(Collected data)
::::::::
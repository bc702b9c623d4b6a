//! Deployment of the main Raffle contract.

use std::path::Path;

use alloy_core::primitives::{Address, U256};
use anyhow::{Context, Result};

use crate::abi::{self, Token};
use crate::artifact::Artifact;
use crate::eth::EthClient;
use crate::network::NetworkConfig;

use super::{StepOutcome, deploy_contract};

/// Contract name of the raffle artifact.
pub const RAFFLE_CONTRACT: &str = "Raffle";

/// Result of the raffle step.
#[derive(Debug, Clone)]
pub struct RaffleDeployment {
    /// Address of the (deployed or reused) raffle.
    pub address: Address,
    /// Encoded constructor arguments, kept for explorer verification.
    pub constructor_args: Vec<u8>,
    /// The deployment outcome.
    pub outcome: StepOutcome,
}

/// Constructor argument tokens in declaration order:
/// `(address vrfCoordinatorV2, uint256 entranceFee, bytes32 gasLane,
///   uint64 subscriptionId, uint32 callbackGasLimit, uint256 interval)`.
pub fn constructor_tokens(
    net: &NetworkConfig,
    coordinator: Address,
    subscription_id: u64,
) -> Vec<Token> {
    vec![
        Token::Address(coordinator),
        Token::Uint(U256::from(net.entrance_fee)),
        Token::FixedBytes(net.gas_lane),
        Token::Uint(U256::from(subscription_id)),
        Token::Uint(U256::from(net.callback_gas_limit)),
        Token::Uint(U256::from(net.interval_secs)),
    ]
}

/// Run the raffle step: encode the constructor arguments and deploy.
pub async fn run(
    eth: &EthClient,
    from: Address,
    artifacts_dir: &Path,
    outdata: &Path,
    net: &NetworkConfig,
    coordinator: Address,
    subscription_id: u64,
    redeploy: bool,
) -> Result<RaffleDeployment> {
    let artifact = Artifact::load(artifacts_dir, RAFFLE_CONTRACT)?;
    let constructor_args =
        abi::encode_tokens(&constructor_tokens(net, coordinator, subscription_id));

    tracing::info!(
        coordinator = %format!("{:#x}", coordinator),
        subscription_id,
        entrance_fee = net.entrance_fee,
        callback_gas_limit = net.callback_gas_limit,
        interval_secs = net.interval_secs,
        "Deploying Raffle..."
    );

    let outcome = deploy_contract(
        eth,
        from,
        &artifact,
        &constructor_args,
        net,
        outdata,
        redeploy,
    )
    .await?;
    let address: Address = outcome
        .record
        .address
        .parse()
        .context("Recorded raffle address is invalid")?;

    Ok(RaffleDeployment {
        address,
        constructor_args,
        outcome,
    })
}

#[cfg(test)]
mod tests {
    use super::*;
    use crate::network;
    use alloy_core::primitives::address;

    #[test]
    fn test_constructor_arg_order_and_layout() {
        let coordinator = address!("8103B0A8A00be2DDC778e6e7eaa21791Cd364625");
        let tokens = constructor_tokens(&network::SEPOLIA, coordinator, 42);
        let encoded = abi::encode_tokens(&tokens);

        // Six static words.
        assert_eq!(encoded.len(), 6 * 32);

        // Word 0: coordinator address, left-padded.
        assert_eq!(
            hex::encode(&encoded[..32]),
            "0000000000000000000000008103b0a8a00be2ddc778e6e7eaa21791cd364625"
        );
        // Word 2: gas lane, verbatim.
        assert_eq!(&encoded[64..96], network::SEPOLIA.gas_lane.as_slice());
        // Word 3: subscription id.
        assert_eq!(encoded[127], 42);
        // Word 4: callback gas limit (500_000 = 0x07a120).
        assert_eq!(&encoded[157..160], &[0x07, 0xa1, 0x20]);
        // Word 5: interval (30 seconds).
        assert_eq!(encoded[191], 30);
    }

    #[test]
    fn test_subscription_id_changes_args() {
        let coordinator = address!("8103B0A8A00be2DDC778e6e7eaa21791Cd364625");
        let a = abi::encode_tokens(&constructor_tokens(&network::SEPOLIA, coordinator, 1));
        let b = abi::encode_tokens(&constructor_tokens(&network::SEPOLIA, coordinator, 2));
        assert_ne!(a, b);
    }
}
::::::::
Exercise objective —
Reprint exactly the lines above that start at the one with "use crate::artifact::Artifact;" and end at the one with "pub const RAFFLE_CONTRACT: &str", keeping both and adding none.

Output of the task —
use crate::artifact::Artifact;
use crate::eth::EthClient;
use crate::network::NetworkConfig;

use super::{StepOutcome, deploy_contract};

/// Contract name of the raffle artifact.
pub const RAFFLE_CONTRACT: &str = "Raffle";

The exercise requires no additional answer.